* Task brief *
Within the records, tally the lines that contain "passed" and reply with that number only.

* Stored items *

:::

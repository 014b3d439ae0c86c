use std::fmt::{Debug, Display};

use chrono::{Duration, Utc};
use log::*;

use crate::{
    db_types::{NewPaymentRecord, NewPaymentRequest, PaymentRequest, PaymentStatus, ProviderStatus, RequestId},
    lifecycle::PaymentLifecycleError,
    traits::{PaymentProvider, PaymentStore, ProviderStatusReport},
};

/// `PaymentLifecycleApi` is the primary API for creating payments, looking them up, and applying provider-reported
/// outcomes. It is the only component that mutates payment records, and every mutation it makes goes through the
/// store's compare-and-set, so racing callers resolve to exactly one winner.
pub struct PaymentLifecycleApi<B, P> {
    db: B,
    provider: P,
    payment_timeout: Duration,
}

impl<B, P> Debug for PaymentLifecycleApi<B, P> {
    fn fmt(&self, f: &mut std::fmt::Formatter<'_>) -> std::fmt::Result {
        write!(f, "PaymentLifecycleApi")
    }
}

impl<B, P> PaymentLifecycleApi<B, P> {
    pub fn new(db: B, provider: P, payment_timeout: Duration) -> Self {
        Self { db, provider, payment_timeout }
    }
}

impl<B, P> PaymentLifecycleApi<B, P>
where
    B: PaymentStore,
    P: PaymentProvider,
{
    /// Initiates a brand-new payment.
    ///
    /// The provider is asked for a scannable reference first, and only then is the record persisted in `PENDING`.
    /// The two steps are deliberately not atomic: if the process dies in between, the payment exists at the provider
    /// but not locally, and the client's retry with the same request id finds no local record and goes through the
    /// provider again. That retry is safe because the provider keys the payment on the request id.
    ///
    /// Nothing is persisted when the provider rejects the request or cannot be reached.
    pub async fn initiate_payment(&self, request: NewPaymentRequest) -> Result<PaymentRequest, PaymentLifecycleError> {
        if let Some(existing) = self.db.fetch_payment_by_request_id(&request.request_id).await? {
            debug!("🔄️ Payment [{}] already exists with status {}", existing.request_id, existing.status);
            return Err(PaymentLifecycleError::DuplicateRequest(request.request_id));
        }
        let intent = self.provider.create_payment_request(&request).await?;
        let now = Utc::now();
        let expires_at = match intent.expires_at {
            Some(deadline) if deadline > now => deadline,
            // Clock skew or a stale provider deadline. A record must always be born with time left on the
            // clock, so fall back to the local timeout.
            Some(deadline) => {
                warn!(
                    "🔄️ Provider deadline {deadline} for [{}] is not in the future. Using the local timeout instead.",
                    request.request_id
                );
                now + self.payment_timeout
            },
            None => now + self.payment_timeout,
        };
        let record =
            NewPaymentRecord { request, provider_reference: intent.provider_reference, expires_at };
        // A concurrent initiation with the same id between the check above and this insert loses here, on the
        // store's uniqueness constraint.
        let payment = self.db.insert_payment(record).await?;
        info!("🔄️ Payment [{}] created in PENDING state. It expires at {}", payment.request_id, payment.expires_at);
        Ok(payment)
    }

    /// Fetches a payment by request id.
    ///
    /// A `PENDING` record whose deadline has passed is expired here and now (lazy expiry) before being returned, so
    /// callers never observe a stale `PENDING` record past its deadline, whatever the poller is up to.
    pub async fn get_payment(&self, request_id: &RequestId) -> Result<PaymentRequest, PaymentLifecycleError> {
        let payment = self
            .db
            .fetch_payment_by_request_id(request_id)
            .await?
            .ok_or_else(|| PaymentLifecycleError::PaymentNotFound(request_id.clone()))?;
        if payment.status == PaymentStatus::Pending && payment.is_past_deadline(Utc::now()) {
            debug!("🔄️ Payment [{request_id}] is past its deadline. Expiring it lazily.");
            match self.db.finalize_payment(request_id, PaymentStatus::Expired, None).await? {
                Some(expired) => return Ok(expired),
                // Someone else finalized it first. Whatever they wrote is the answer.
                None => {
                    return self
                        .db
                        .fetch_payment_by_request_id(request_id)
                        .await?
                        .ok_or_else(|| PaymentLifecycleError::PaymentNotFound(request_id.clone()));
                },
            }
        }
        Ok(payment)
    }

    /// Applies a provider-reported status to a payment. This is the reconciliation loop's write path.
    ///
    /// Returns the updated record when a transition was applied, and `None` when there was nothing to do:
    /// * the report carries no information (`UNKNOWN`, or still `PENDING` at the provider),
    /// * the report says `COMPLETED` but has no transaction id (a completion without a transaction id is not
    ///   trustworthy, so the record is left `PENDING` for a later cycle),
    /// * or the record is no longer `PENDING`, which makes duplicate reconciliation passes idempotent.
    pub async fn apply_provider_status(
        &self,
        request_id: &RequestId,
        report: ProviderStatusReport,
    ) -> Result<Option<PaymentRequest>, PaymentLifecycleError> {
        let (new_status, txn_id) = match report.status {
            ProviderStatus::Pending | ProviderStatus::Unknown => {
                trace!("🔄️ Provider has nothing new on [{request_id}] ({})", report.status);
                return Ok(None);
            },
            ProviderStatus::Completed => match report.txn_id.as_deref() {
                Some(txn_id) => (PaymentStatus::Completed, Some(txn_id)),
                None => {
                    warn!(
                        "🔄️ Provider reported [{request_id}] as COMPLETED without a transaction id. Treating the \
                         report as UNKNOWN."
                    );
                    return Ok(None);
                },
            },
            ProviderStatus::Failed => (PaymentStatus::Failed, None),
            ProviderStatus::Expired => (PaymentStatus::Expired, None),
        };
        let updated = self.db.finalize_payment(request_id, new_status, txn_id).await?;
        match &updated {
            Some(payment) => info!("🔄️ Payment [{request_id}] transitioned to {}", payment.status),
            None => debug!("🔄️ Payment [{request_id}] is no longer PENDING. Ignoring the provider report."),
        }
        Ok(updated)
    }

    /// Cancels a `PENDING` payment. This is an operator action; cancellation is never derived from provider polling.
    pub async fn cancel_payment(&self, request_id: &RequestId) -> Result<PaymentRequest, PaymentLifecycleError> {
        match self.db.finalize_payment(request_id, PaymentStatus::Cancelled, None).await? {
            Some(cancelled) => {
                info!("🔄️ Payment [{request_id}] was cancelled");
                Ok(cancelled)
            },
            None => match self.db.fetch_payment_by_request_id(request_id).await? {
                Some(payment) => Err(PaymentLifecycleError::AlreadyFinalized(request_id.clone(), payment.status)),
                None => Err(PaymentLifecycleError::PaymentNotFound(request_id.clone())),
            },
        }
    }

    /// Runs one reconciliation pass over the store.
    ///
    /// Overdue `PENDING` records are expired first, without a provider call, so polling and direct lookups converge
    /// on the same outcome. The remaining `PENDING` records are each checked against the provider; a failure on one
    /// record is logged and skipped so it never aborts the pass for the others. A skipped record is simply retried
    /// on the next cycle, bounded by its own deadline.
    pub async fn run_reconciliation_cycle(&self) -> Result<CycleSummary, PaymentLifecycleError> {
        let now = Utc::now();
        let expired = self.db.expire_overdue_payments(now).await?;
        for payment in &expired {
            debug!("🔄️ Payment [{}] passed its deadline at {} and was expired", payment.request_id, payment.expires_at);
        }
        let pending = self.db.fetch_pending_payments(now).await?;
        let mut summary = CycleSummary { expired: expired.len(), scanned: pending.len(), ..Default::default() };
        for payment in pending {
            let report = match self.provider.query_status(&payment.request_id).await {
                Ok(report) => report,
                Err(e) => {
                    warn!("🔄️ Status query for [{}] failed: {e}. It will be retried next cycle.", payment.request_id);
                    summary.skipped += 1;
                    continue;
                },
            };
            match self.apply_provider_status(&payment.request_id, report).await {
                Ok(Some(_)) => summary.settled += 1,
                Ok(None) => {},
                Err(e) => {
                    warn!("🔄️ Could not apply provider status to [{}]: {e}", payment.request_id);
                    summary.skipped += 1;
                },
            }
        }
        Ok(summary)
    }
}

/// Counters for one reconciliation pass, for the poller's logs.
#[derive(Debug, Clone, Copy, Default, PartialEq, Eq)]
pub struct CycleSummary {
    /// Records expired without a provider call because their deadline had passed.
    pub expired: usize,
    /// Records still pending that were checked against the provider.
    pub scanned: usize,
    /// Records that reached a terminal state this pass.
    pub settled: usize,
    /// Records skipped because of a provider or store failure. They stay pending.
    pub skipped: usize,
}

impl Display for CycleSummary {
    fn fmt(&self, f: &mut std::fmt::Formatter<'_>) -> std::fmt::Result {
        write!(
            f,
            "{} scanned, {} settled, {} expired, {} skipped",
            self.scanned, self.settled, self.expired, self.skipped
        )
    }
}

:::

* Solution to this problem *
3